**RECORD EXTRACTS**
Content starts
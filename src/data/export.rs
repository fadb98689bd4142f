use std::path::Path;

use anyhow::{Context, Result};
use serde::Serialize;

use super::model::SpectrumTable;

// ---------------------------------------------------------------------------
// Band-power CSV: the series that ends up on the plot
// ---------------------------------------------------------------------------

#[derive(Debug, Serialize)]
struct BandPowerRow {
    ell: f64,
    cl: f64,
    dl: f64,
}

/// Write `ell,cl,dl` rows (header included) in table order.
pub fn write_band_powers(table: &SpectrumTable, path: &Path) -> Result<()> {
    if let Some(parent) = path.parent().filter(|p| !p.as_os_str().is_empty()) {
        std::fs::create_dir_all(parent)
            .with_context(|| format!("creating {}", parent.display()))?;
    }
    let mut writer = csv::Writer::from_path(path)
        .with_context(|| format!("creating CSV {}", path.display()))?;

    for rec in table.records() {
        writer
            .serialize(BandPowerRow {
                ell: rec.multipole,
                cl: rec.power,
                dl: rec.band_power(),
            })
            .context("writing band-power row")?;
    }
    writer.flush().context("flushing band-power CSV")?;
    Ok(())
}

#[cfg(test)]
mod tests {
    use super::*;
    use crate::data::model::SpectrumRecord;
    use approx::assert_relative_eq;

    #[test]
    fn csv_has_header_and_one_row_per_record() {
        let table = SpectrumTable::from_records(vec![
            SpectrumRecord::new(2.0, 1000.0),
            SpectrumRecord::new(10.0, 2500.0),
        ])
        .unwrap();
        let dir = tempfile::tempdir().unwrap();
        let path = dir.path().join("dl.csv");

        write_band_powers(&table, &path).unwrap();

        let mut reader = csv::Reader::from_path(&path).unwrap();
        let headers: Vec<String> = reader.headers().unwrap().iter().map(String::from).collect();
        assert_eq!(headers, ["ell", "cl", "dl"]);

        let rows: Vec<csv::StringRecord> = reader.records().map(|r| r.unwrap()).collect();
        assert_eq!(rows.len(), 2);
        assert_eq!(rows[1][0].parse::<f64>().unwrap(), 10.0);
        let dl: f64 = rows[1][2].parse().unwrap();
        assert_relative_eq!(dl, table.records()[1].band_power(), epsilon = 1e-9);
    }
}
use std::fmt;

use thiserror::Error;

use super::constants::{
    METERS_PER_KM, MPC_IN_METERS, SECONDS_PER_GYR, WMAP5_REFERENCE_AGE_GYR,
    WMAP5_REFERENCE_AGE_SIGMA_GYR,
};
use super::params::CosmologicalParameters;

#[derive(Error, Debug, PartialEq)]
pub enum AgeError {
    #[error("{name} must be positive and finite, got {value}")]
    Domain { name: &'static str, value: f64 },
}

fn require_positive(name: &'static str, value: f64) -> Result<f64, AgeError> {
    if value.is_finite() && value > 0.0 {
        Ok(value)
    } else {
        Err(AgeError::Domain { name, value })
    }
}

// ---------------------------------------------------------------------------
// Unit conversion
// ---------------------------------------------------------------------------

/// km/s/Mpc → s⁻¹.
pub fn hubble_to_per_second(h0_km_s_mpc: f64) -> f64 {
    h0_km_s_mpc * METERS_PER_KM / MPC_IN_METERS
}

/// Hubble time 1/H0 in Gyr.
pub fn hubble_time_gyr(h0_km_s_mpc: f64) -> Result<f64, AgeError> {
    let h0 = require_positive("H0", h0_km_s_mpc)?;
    require_positive("Hubble time", 1.0 / hubble_to_per_second(h0) / SECONDS_PER_GYR)
}

// ---------------------------------------------------------------------------
// Flat ΛCDM age
// ---------------------------------------------------------------------------

/// Age of a flat ΛCDM universe in Gyr:
///
/// ```text
/// t0 = 2 / (3 H0 √ΩΛ) · asinh(√(ΩΛ/Ωm))
/// ```
///
/// Only valid for Ωm > 0 and ΩΛ > 0. Flatness is assumed, not checked.
pub fn estimate_age(h0_km_s_mpc: f64, omega_m: f64, omega_lambda: f64) -> Result<f64, AgeError> {
    let h0 = require_positive("H0", h0_km_s_mpc)?;
    let om = require_positive("Omega_m", omega_m)?;
    let ol = require_positive("Omega_Lambda", omega_lambda)?;

    let h0_s = hubble_to_per_second(h0);
    let age_seconds = (2.0 / (3.0 * h0_s * ol.sqrt())) * (ol / om).sqrt().asinh();
    // subnormal inputs can still overflow the ratio or the prefactor
    require_positive("age", age_seconds / SECONDS_PER_GYR)
}

// ---------------------------------------------------------------------------
// AgeResult – estimate vs. WMAP 5-year reference
// ---------------------------------------------------------------------------

#[derive(Debug, Clone, Copy, PartialEq)]
pub struct AgeResult {
    pub age_gyr: f64,
    pub reference_gyr: f64,
    pub reference_sigma_gyr: f64,
}

impl AgeResult {
    /// Compare an age against the WMAP 5-year best fit.
    pub fn against_wmap5(age_gyr: f64) -> Self {
        AgeResult {
            age_gyr,
            reference_gyr: WMAP5_REFERENCE_AGE_GYR,
            reference_sigma_gyr: WMAP5_REFERENCE_AGE_SIGMA_GYR,
        }
    }

    pub fn from_parameters(params: &CosmologicalParameters) -> Result<Self, AgeError> {
        estimate_age(params.h0, params.omega_m, params.omega_lambda).map(Self::against_wmap5)
    }

    /// `age − reference`, in Gyr.
    pub fn difference(&self) -> f64 {
        self.age_gyr - self.reference_gyr
    }

    /// Whether the estimate falls inside the reference 1σ band.
    pub fn within_reference_sigma(&self) -> bool {
        self.difference().abs() <= self.reference_sigma_gyr
    }
}

impl fmt::Display for AgeResult {
    fn fmt(&self, f: &mut fmt::Formatter<'_>) -> fmt::Result {
        write!(
            f,
            "{:.2} Gyr (reference {:.2} ± {:.2}, diff {:+.2})",
            self.age_gyr,
            self.reference_gyr,
            self.reference_sigma_gyr,
            self.difference()
        )
    }
}

#[cfg(test)]
mod tests {
    use super::*;
    use approx::{assert_abs_diff_eq, assert_relative_eq};

    #[test]
    fn wmap5_regression() {
        let p = CosmologicalParameters::WMAP5;
        let age = estimate_age(p.h0, p.omega_m, p.omega_lambda).unwrap();
        assert_abs_diff_eq!(age, 13.761, epsilon = 0.005);
    }

    #[test]
    fn h0_conversion() {
        assert_relative_eq!(hubble_to_per_second(70.4), 2.2813e-18, max_relative = 1e-4);
    }

    #[test]
    fn julian_year_seconds() {
        assert_eq!(SECONDS_PER_GYR, 31_557_600.0 * 1e9);
    }

    #[test]
    fn flat_triples_give_finite_positive_age() {
        let mut previous = f64::INFINITY;
        for i in 1..20 {
            let om = i as f64 * 0.05;
            let age = estimate_age(70.0, om, 1.0 - om).unwrap();
            assert!(age.is_finite() && age > 0.0, "om={om} age={age}");
            // more matter, younger universe
            assert!(age < previous);
            previous = age;
        }
    }

    #[test]
    fn vanishing_lambda_tends_to_einstein_de_sitter() {
        let age = estimate_age(70.4, 1.0, 1e-12).unwrap();
        let eds = 2.0 / 3.0 * hubble_time_gyr(70.4).unwrap();
        assert_relative_eq!(age, eds, max_relative = 1e-6);
    }

    #[test]
    fn zero_lambda_is_domain_error() {
        let err = estimate_age(70.4, 1.0, 0.0).unwrap_err();
        assert_eq!(
            err,
            AgeError::Domain {
                name: "Omega_Lambda",
                value: 0.0
            }
        );
    }

    #[test]
    fn zero_matter_is_domain_error() {
        assert!(matches!(
            estimate_age(70.4, 0.0, 1.0),
            Err(AgeError::Domain { name: "Omega_m", .. })
        ));
    }

    #[test]
    fn negative_or_nan_inputs_are_domain_errors() {
        assert!(estimate_age(-70.0, 0.3, 0.7).is_err());
        assert!(estimate_age(70.0, -0.3, 1.3).is_err());
        assert!(estimate_age(70.0, f64::NAN, 0.7).is_err());
        assert!(estimate_age(f64::INFINITY, 0.3, 0.7).is_err());
    }

    #[test]
    fn subnormal_matter_fraction_overflows_to_domain_error() {
        let om = 1e-310;
        let err = estimate_age(70.4, om, 1.0 - om).unwrap_err();
        assert!(matches!(err, AgeError::Domain { name: "age", value } if value.is_infinite()));
    }

    #[test]
    fn subnormal_hubble_constant_overflows_to_domain_error() {
        assert!(matches!(
            estimate_age(1e-300, 0.272, 0.728),
            Err(AgeError::Domain { name: "age", .. })
        ));
        assert!(hubble_time_gyr(1e-300).is_err());
    }

    #[test]
    fn result_difference_against_reference() {
        let result = AgeResult::from_parameters(&CosmologicalParameters::WMAP5).unwrap();
        assert_eq!(result.reference_gyr, 13.73);
        assert_abs_diff_eq!(result.difference(), 0.031, epsilon = 0.005);
        assert!(result.within_reference_sigma());
        assert!(result.to_string().starts_with("13.76 Gyr"));
    }
}
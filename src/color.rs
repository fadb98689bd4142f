use image::Rgb;
use palette::{Hsl, IntoColor, Srgb};

// ---------------------------------------------------------------------------
// HSL → 8-bit RGB
// ---------------------------------------------------------------------------

/// Convert an HSL triple (hue in degrees, saturation/lightness in 0..=1).
pub fn hsl_to_rgb(hue: f32, saturation: f32, lightness: f32) -> Rgb<u8> {
    let hsl = Hsl::new(hue, saturation, lightness);
    let rgb: Srgb = hsl.into_color();
    Rgb([
        (rgb.red.clamp(0.0, 1.0) * 255.0).round() as u8,
        (rgb.green.clamp(0.0, 1.0) * 255.0).round() as u8,
        (rgb.blue.clamp(0.0, 1.0) * 255.0).round() as u8,
    ])
}

// ---------------------------------------------------------------------------
// Plot colour scheme
// ---------------------------------------------------------------------------

/// Colours used by the spectrum plot, all derived from one series hue.
#[derive(Debug, Clone, Copy, PartialEq)]
pub struct PlotColors {
    pub background: Rgb<u8>,
    pub grid: Rgb<u8>,
    pub axis: Rgb<u8>,
    pub line: Rgb<u8>,
    pub marker: Rgb<u8>,
}

impl PlotColors {
    pub fn from_hue(hue: f32) -> Self {
        PlotColors {
            background: Rgb([255, 255, 255]),
            grid: hsl_to_rgb(0.0, 0.0, 0.88),
            axis: hsl_to_rgb(0.0, 0.0, 0.15),
            line: hsl_to_rgb(hue, 0.75, 0.55),
            marker: hsl_to_rgb(hue, 0.75, 0.35),
        }
    }
}
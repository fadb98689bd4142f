use std::path::{Path, PathBuf};

use log::{debug, info};
use serde::Deserialize;
use thiserror::Error;

use crate::cosmology::params::CosmologicalParameters;
use crate::render::plot::PlotStyle;

/// Looked up in the working directory; defaults apply when absent.
pub const CONFIG_FILE_NAME: &str = "cmb-age.json";

#[derive(Error, Debug)]
pub enum ConfigError {
    #[error("reading {}: {source}", .path.display())]
    Io {
        path: PathBuf,
        #[source]
        source: std::io::Error,
    },
    #[error("parsing {}: {source}", .path.display())]
    Json {
        path: PathBuf,
        #[source]
        source: serde_json::Error,
    },
}

// ---------------------------------------------------------------------------
// Run configuration
// ---------------------------------------------------------------------------

/// Paths, parameters and plot style for one run.
#[derive(Debug, Clone, PartialEq, Deserialize)]
#[serde(default)]
pub struct RunConfig {
    /// Input spectrum table.
    pub spectrum_path: PathBuf,
    /// PNG plot destination.
    pub plot_path: PathBuf,
    /// Text report destination.
    pub report_path: PathBuf,
    /// Optional `ell,cl,dl` CSV next to the plot.
    pub band_power_path: Option<PathBuf>,
    pub parameters: CosmologicalParameters,
    /// Warn when |1 − Ωm − ΩΛ| exceeds this.
    pub flatness_tolerance: f64,
    pub plot: PlotStyle,
}

impl Default for RunConfig {
    fn default() -> Self {
        Self {
            spectrum_path: PathBuf::from("data/wmap_5yr_tt_spectrum.txt"),
            plot_path: PathBuf::from("output/power_spectrum.png"),
            report_path: PathBuf::from("output/result.txt"),
            band_power_path: None,
            parameters: CosmologicalParameters::WMAP5,
            flatness_tolerance: 1e-6,
            plot: PlotStyle::default(),
        }
    }
}

impl RunConfig {
    /// Parse a JSON config file. Missing keys fall back to defaults.
    pub fn from_file(path: &Path) -> Result<Self, ConfigError> {
        let text = std::fs::read_to_string(path).map_err(|source| ConfigError::Io {
            path: path.to_path_buf(),
            source,
        })?;
        serde_json::from_str(&text).map_err(|source| ConfigError::Json {
            path: path.to_path_buf(),
            source,
        })
    }

    /// Use `cmb-age.json` from `dir` if present, defaults otherwise.
    pub fn discover(dir: &Path) -> Result<Self, ConfigError> {
        let candidate = dir.join(CONFIG_FILE_NAME);
        if candidate.is_file() {
            info!("Using configuration {}", candidate.display());
            Self::from_file(&candidate)
        } else {
            debug!("No {CONFIG_FILE_NAME} in {}, using defaults", dir.display());
            Ok(Self::default())
        }
    }
}
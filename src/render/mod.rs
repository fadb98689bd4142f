/// Output artifacts: the spectrum plot and the age report.
pub mod plot;
pub mod report;
pub mod text;
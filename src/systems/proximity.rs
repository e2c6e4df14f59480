use bevy_ecs::{
    component::Component,
    query::With,
    system::{NonSendMut, Query, ResMut},
};
use glam::Vec3;
use tracing::debug;

use crate::config::ZoneSettings;
use crate::sinks::{OverlayResource, UiElement};
use crate::systems::{
    camera::OrbitCamera,
    components::{Character, Pose},
};

/// A proximity trigger around a target point.
#[derive(Component, Debug, Clone, PartialEq)]
pub struct ProximityZone {
    pub name: String,
    pub target: Vec3,
    pub threshold: f32,
    pub hysteresis: f32,
    pub element: UiElement,
    pub captures_orbit: bool,
    inside: Option<bool>,
}

impl From<&ZoneSettings> for ProximityZone {
    fn from(settings: &ZoneSettings) -> Self {
        Self {
            name: settings.name.clone(),
            target: settings.target,
            threshold: settings.threshold,
            hysteresis: settings.hysteresis,
            element: settings.element,
            captures_orbit: settings.captures_orbit,
            inside: None,
        }
    }
}

impl ProximityZone {
    /// Last reported state; `None` until the zone has been evaluated once.
    pub fn inside(&self) -> Option<bool> {
        self.inside
    }

    /// Whether `position` counts as inside the zone, given the state last reported.
    ///
    /// Entering requires being strictly closer than the threshold; once inside, the actor
    /// must move past `threshold + hysteresis` to leave.
    pub fn evaluate(&self, position: Vec3) -> bool {
        let distance = position.distance(self.target);
        match self.inside {
            Some(true) => distance < self.threshold + self.hysteresis,
            _ => distance < self.threshold,
        }
    }
}

/// Shows a zone's element and locks orbit control while the character is inside it.
///
/// Sinks only hear about transitions; the first evaluation always reports.
pub fn proximity_system(
    characters: Query<&Pose, With<Character>>,
    mut zones: Query<&mut ProximityZone>,
    mut overlay: NonSendMut<OverlayResource>,
    mut camera: ResMut<OrbitCamera>,
) {
    let Ok(pose) = characters.single() else {
        return;
    };

    for mut zone in zones.iter_mut() {
        let inside = zone.evaluate(pose.translation);
        if zone.inside == Some(inside) {
            continue;
        }

        debug!(zone = %zone.name, inside, "Proximity zone changed");
        overlay.0.set_visible(zone.element, inside);
        if zone.captures_orbit {
            camera.enabled = !inside;
        }
        zone.inside = Some(inside);
    }
}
Content ends
**EXERCISE OBJECTIVE**
Scan the listing above. Gather each line that contains the word "parent".

**RESPONSE TO THIS TASK**
    if let Some(parent) = path.parent().filter(|p| !p.as_os_str().is_empty()) {
        std::fs::create_dir_all(parent)
            .with_context(|| format!("creating {}", parent.display()))?;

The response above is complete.